We stand for a while in silence, staring through sunglasses at the glistening curves and swoops and pointy bits. In late afternoon under a cloudless sky, the Guggenheim’s metallic mantle is a blue-tinted silver. Come sunset, it turns pink and orange. On those days when the Nervion is in no great hurry to get to the sea, the whole marvellously mad melange of titanium, limestone and glass is mirrored on the water.
I ask Txabi what the museum’s shiny shell reminds him of.
“To me, it looks like a ship,” he says, and points. “Look there, and there – you can see the shape of ship’s bows. Then again, maybe a flower in bloom. A big silver flower. And because the tiles look like fish scales, I sometimes picture the fresh sardines in the Ribera market.”
I see what he means, but he’s missing the glaringly obvious.
“So, it doesn’t remind you of a turkey?” I ask, and take his snigger as a “no”.

Two of brash US artist Jeff Koons' less-offensive sculptures in the Guggenheim Museum


Art attack
Inside, the Guggenheim (James Bond fans will know it featured in the pre-titles sequence of the 1999 film, The World Is Not Enough), is hosting an exhibition by brash American artist Jeff Koons. This is the guy who sculpts colourful, gigantic balloon animals from stainless steel with mirror-finish surfaces, and the place is full of them. In November 2013, his Balloon Dog (Orange) sold at Christie’s in New York for $58.4m, making it the most expensive work by a living artist sold at auction. But that’s not all he sculpts, as I discover to my acute embarrassment.
One of his pieces is an oversized but anatomically precise sculpture of himself and his now former wife, Hungarian-born but naturalised Italian porn star Ilona Staller, going at it like rabbits. It takes a lot to shock me, but it nearly gives me an art attack. If the Mona Lisa had been hung in the same gallery, her eyebrows would have shot out of the top of her frame – even though she doesn’t have any.
“Txabi, you might have warned me,” I half-whisper, half-hiss. I’m mortified, and suddenly fascinated by the ceiling, the floor, my shoes, but especially the exit.
“I might have,” he says with a grin, “but I wanted to see your reaction.”
It’s not the first time I’ve been led up the garden path, but that was the last thing I expected to see behind the bushes.
Koons married Staller, who’s better known as Cicciolina and served as a member of the Italian parliament, in 1991. He spoke no Italian and she had very little English (she didn’t really need any as all her movies are subtitled – I’m told), so he courted her in Rome with the help of an interpreter. It gets sillier. The interpreter became infatuated with Koons and Cicciolina showed her the door, so he began conversing with his beloved in English – with a heavy Italian accent.
I don’t know what he whispered in her ear, but if it was the lyrics to Joe Dolce’s 1980 chart-topper, Ah, Shaddap You Face, it’s no bigg-a sapprise that the marriage lasted only two years.

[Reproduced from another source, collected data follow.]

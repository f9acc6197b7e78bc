use wasm_bindgen::prelude::*;

pub mod ai;
pub mod board;
pub mod bridge;
pub mod duo;
pub mod engine;
pub mod error;
pub mod game;
pub mod puzzle;
pub mod types;
pub mod wasm;

#[cfg(test)]
mod test_utils;

pub use board::{Board, ValidMoveSet};
pub use engine::{calculate_winner, get_valid_moves, initialize_board, make_move};
pub use error::EngineError;
pub use game::{GameSession, MoveOutcome};
pub use types::{Cell, GameOutcome, Move, Player, Score};

#[wasm_bindgen]
pub fn wasm_ready() -> bool {
    true
}
//! Layers - optional coarse partitions of the entity population.
//!
//! A layer is independent of the archetype partition: an entity belongs to
//! at most one layer, whatever its components. Layer index 0 is reserved
//! and means "no layer".

use std::fmt;

use tracing::debug;

use crate::{
    entity::{EntityId, Generation},
    error::{EcsError, EcsResult},
};

/// Populations below this use ordered linear removal.
pub const DEFAULT_SORT_THRESHOLD: usize = 64;

/// Generational handle to a layer.
#[derive(Clone, Copy, PartialEq, Eq, Hash)]
pub struct LayerId {
    index: u32,
    generation: Generation,
}

impl LayerId {
    /// The "no layer" sentinel.
    pub const NONE: Self = Self {
        index: 0,
        generation: Generation::new(),
    };

    #[must_use]
    pub const fn index(self) -> u32 {
        self.index
    }

    #[must_use]
    pub const fn generation(self) -> Generation {
        self.generation
    }
}

impl fmt::Debug for LayerId {
    fn fmt(&self, f: &mut fmt::Formatter<'_>) -> fmt::Result {
        write!(f, "Layer({}v{})", self.index, self.generation.get())
    }
}

/// Membership of one layer.
#[derive(Debug, Default)]
pub struct Layer {
    members: Vec<EntityId>,
    /// Members are not known to be in ascending order.
    dirty: bool,
    capacity: Option<usize>,
}

impl Layer {
    fn new(capacity: Option<usize>) -> Self {
        Self {
            members: Vec::with_capacity(capacity.unwrap_or(0)),
            dirty: false,
            capacity,
        }
    }

    /// Add a member. Fails with `OutOfMemory` when a fixed capacity is reached.
    pub fn insert(&mut self, id: EntityId) -> EcsResult<()> {
        if self.is_full() {
            return Err(EcsError::OutOfMemory);
        }
        if self.members.last().is_some_and(|&last| last > id) {
            self.dirty = true;
        }
        self.members.push(id);
        Ok(())
    }

    /// Remove a member, picking a strategy by population.
    ///
    /// Small layers do an order-preserving linear removal. Large layers sort
    /// once if needed, binary search, and swap-remove, which leaves the
    /// membership unsorted again.
    pub fn remove(&mut self, id: EntityId, sort_threshold: usize) -> bool {
        if self.members.len() < sort_threshold {
            let Some(pos) = self.members.iter().position(|&m| m == id) else {
                return false;
            };
            self.members.remove(pos);
            return true;
        }

        self.sort();
        let Ok(pos) = self.members.binary_search(&id) else {
            return false;
        };
        self.members.swap_remove(pos);
        self.dirty = true;
        true
    }

    fn sort(&mut self) {
        if self.dirty {
            self.members.sort_unstable();
            self.dirty = false;
        }
    }

    /// Members in ascending order, re-sorting if needed.
    pub fn sorted_members(&mut self) -> &[EntityId] {
        self.sort();
        &self.members
    }

    /// Members in insertion/removal order.
    #[must_use]
    pub fn members(&self) -> &[EntityId] {
        &self.members
    }

    #[must_use]
    pub fn contains(&self, id: EntityId) -> bool {
        if self.dirty {
            self.members.contains(&id)
        } else {
            self.members.binary_search(&id).is_ok()
        }
    }

    #[must_use]
    pub fn len(&self) -> usize {
        self.members.len()
    }

    #[must_use]
    pub fn is_empty(&self) -> bool {
        self.members.is_empty()
    }

    #[must_use]
    pub const fn capacity(&self) -> Option<usize> {
        self.capacity
    }

    /// Free slots left, or `None` when unbounded.
    #[must_use]
    pub fn remaining(&self) -> Option<usize> {
        self.capacity.map(|cap| cap.saturating_sub(self.members.len()))
    }

    #[must_use]
    pub fn is_full(&self) -> bool {
        self.remaining() == Some(0)
    }

    #[must_use]
    pub const fn is_dirty(&self) -> bool {
        self.dirty
    }
}

struct LayerSlot {
    generation: Generation,
    layer: Option<Layer>,
}

/// All layers of a world.
pub struct LayerRegistry {
    slots: Vec<LayerSlot>,
    free_list: Vec<u32>,
    sort_threshold: usize,
}

impl LayerRegistry {
    #[must_use]
    pub fn new(sort_threshold: usize) -> Self {
        Self {
            // Slot 0 is the "no layer" sentinel and is never handed out.
            slots: vec![LayerSlot {
                generation: Generation::new(),
                layer: None,
            }],
            free_list: Vec::new(),
            sort_threshold,
        }
    }

    #[must_use]
    pub const fn sort_threshold(&self) -> usize {
        self.sort_threshold
    }

    /// Create a layer, optionally bounded to `capacity` members.
    pub fn create(&mut self, capacity: Option<usize>) -> LayerId {
        let index = if let Some(index) = self.free_list.pop() {
            self.slots[index as usize].layer = Some(Layer::new(capacity));
            index
        } else {
            self.slots.push(LayerSlot {
                generation: Generation::new(),
                layer: Some(Layer::new(capacity)),
            });
            (self.slots.len() - 1) as u32
        };
        let id = LayerId {
            index,
            generation: self.slots[index as usize].generation,
        };
        debug!(layer = ?id, ?capacity, "created layer");
        id
    }

    /// Destroy a layer, returning its former members.
    pub fn destroy(&mut self, id: LayerId) -> EcsResult<Vec<EntityId>> {
        self.validate(id)?;
        let slot = &mut self.slots[id.index as usize];
        let layer = slot.layer.take().ok_or(EcsError::InvalidLayer(id))?;
        slot.generation = slot.generation.next();
        self.free_list.push(id.index);
        debug!(layer = ?id, members = layer.len(), "destroyed layer");
        Ok(layer.members)
    }

    /// Check a handle and return its slot index.
    pub fn validate(&self, id: LayerId) -> EcsResult<u32> {
        match self.slots.get(id.index as usize) {
            Some(slot)
                if id.index != 0 && slot.generation == id.generation && slot.layer.is_some() =>
            {
                Ok(id.index)
            }
            _ => Err(EcsError::InvalidLayer(id)),
        }
    }

    /// Current handle for a live slot index.
    #[must_use]
    pub fn handle(&self, index: u32) -> Option<LayerId> {
        let slot = self.slots.get(index as usize)?;
        slot.layer.as_ref()?;
        (index != 0).then_some(LayerId {
            index,
            generation: slot.generation,
        })
    }

    pub fn get(&self, id: LayerId) -> EcsResult<&Layer> {
        let index = self.validate(id)?;
        self.by_index(index).ok_or(EcsError::InvalidLayer(id))
    }

    pub fn get_mut(&mut self, id: LayerId) -> EcsResult<&mut Layer> {
        let index = self.validate(id)?;
        self.by_index_mut(index).ok_or(EcsError::InvalidLayer(id))
    }

    pub(crate) fn by_index(&self, index: u32) -> Option<&Layer> {
        self.slots.get(index as usize)?.layer.as_ref()
    }

    pub(crate) fn by_index_mut(&mut self, index: u32) -> Option<&mut Layer> {
        self.slots.get_mut(index as usize)?.layer.as_mut()
    }

    /// Remove an entity from the layer at `index`, if any.
    pub(crate) fn remove_member(&mut self, index: u32, entity: EntityId) -> bool {
        let threshold = self.sort_threshold;
        self.by_index_mut(index)
            .is_some_and(|layer| layer.remove(entity, threshold))
    }

    /// Number of live layers.
    #[must_use]
    pub fn len(&self) -> usize {
        self.slots.len() - 1 - self.free_list.len()
    }

    #[must_use]
    pub fn is_empty(&self) -> bool {
        self.len() == 0
    }
}

impl Default for LayerRegistry {
    fn default() -> Self {
        Self::new(DEFAULT_SORT_THRESHOLD)
    }
}

impl fmt::Debug for LayerRegistry {
    fn fmt(&self, f: &mut fmt::Formatter<'_>) -> fmt::Result {
        f.debug_struct("LayerRegistry")
            .field("layers", &self.len())
            .field("sort_threshold", &self.sort_threshold)
            .finish()
    }
}

#[cfg(test)]
mod tests {
    use super::*;

    #[test]
    fn test_small_layer_ordered_removal() {
        let mut layer = Layer::new(None);
        for id in [1, 2, 3, 4] {
            layer.insert(id).unwrap();
        }
        assert!(!layer.is_dirty());

        assert!(layer.remove(2, 64));
        assert_eq!(layer.members(), &[1, 3, 4]);
        assert!(!layer.is_dirty());
        assert!(!layer.remove(2, 64));
    }

    #[test]
    fn test_large_layer_swap_removal() {
        let mut layer = Layer::new(None);
        for id in (1..=10).rev() {
            layer.insert(id).unwrap();
        }
        assert!(layer.is_dirty());

        // Threshold below population: sorted search + swap-remove
        assert!(layer.remove(3, 4));
        assert!(layer.is_dirty());
        assert_eq!(layer.len(), 9);
        assert!(!layer.contains(3));
        assert!(layer.contains(10));

        let sorted = layer.sorted_members().to_vec();
        assert_eq!(sorted, vec![1, 2, 4, 5, 6, 7, 8, 9, 10]);
        assert!(!layer.is_dirty());
        assert!(!layer.remove(42, 4));
    }

    #[test]
    fn test_capacity_limit() {
        let mut layer = Layer::new(Some(2));
        layer.insert(1).unwrap();
        layer.insert(2).unwrap();
        assert!(layer.is_full());
        assert_eq!(layer.insert(3), Err(EcsError::OutOfMemory));
        assert_eq!(layer.len(), 2);
    }

    #[test]
    fn test_registry_handles() {
        let mut registry = LayerRegistry::default();
        assert!(registry.validate(LayerId::NONE).is_err());

        let l1 = registry.create(None);
        let l2 = registry.create(Some(4));
        assert_eq!(registry.len(), 2);
        assert_eq!(registry.get(l2).unwrap().capacity(), Some(4));

        registry.get_mut(l1).unwrap().insert(7).unwrap();
        assert_eq!(registry.destroy(l1).unwrap(), vec![7]);
        assert_eq!(registry.validate(l1), Err(EcsError::InvalidLayer(l1)));
        assert!(registry.destroy(l1).is_err());

        // Slot is recycled with a new generation
        let l3 = registry.create(None);
        assert_eq!(l3.index(), l1.index());
        assert_ne!(l3, l1);
        assert_eq!(registry.handle(l3.index()), Some(l3));
    }
}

Everyone in Bilbao loves Jeff Koons' cute Puppy, as do visitors to the Guggenheim
Puppy love
I push my offended eyes back into their sockets and we step outside. Towering over the Guggenheim’s main entrance and as cute as can be is Koons’ giant floral Puppy. Standing 13 metres high, it’s an accurate sculpture of a West Highland Terrier that’s covered in scores of thousands of growing flowers – petunias, lobelias and begonias, to name a few – with an integrated irrigation system that keeps it in colourful blossom year-round. It was intended as a temporary installation, but the people of Bilbao fell in love with it, so it’s staying put. It’s the prolific Koons’ most-admired work, and I think it’s blooming lovely.
It’s time to eat, so Txabi and I set off for the old town, walking by the river, where solo kayakers and university rowing teams are paddling and sculling. Joggers and kids on rollerblades and bikes pass us in both directions on the wide promenade; teenage sweethearts wander along hand in hand or eat the faces off each other on benches; and handsome couples with beautiful and stylishly-dressed children (the Basques are especially good-looking and supremely fashion-conscious) take advantage of a balmy early evening to stroll by the Nervion. Not so long ago they’d have been wearing gas masks, not Gucci.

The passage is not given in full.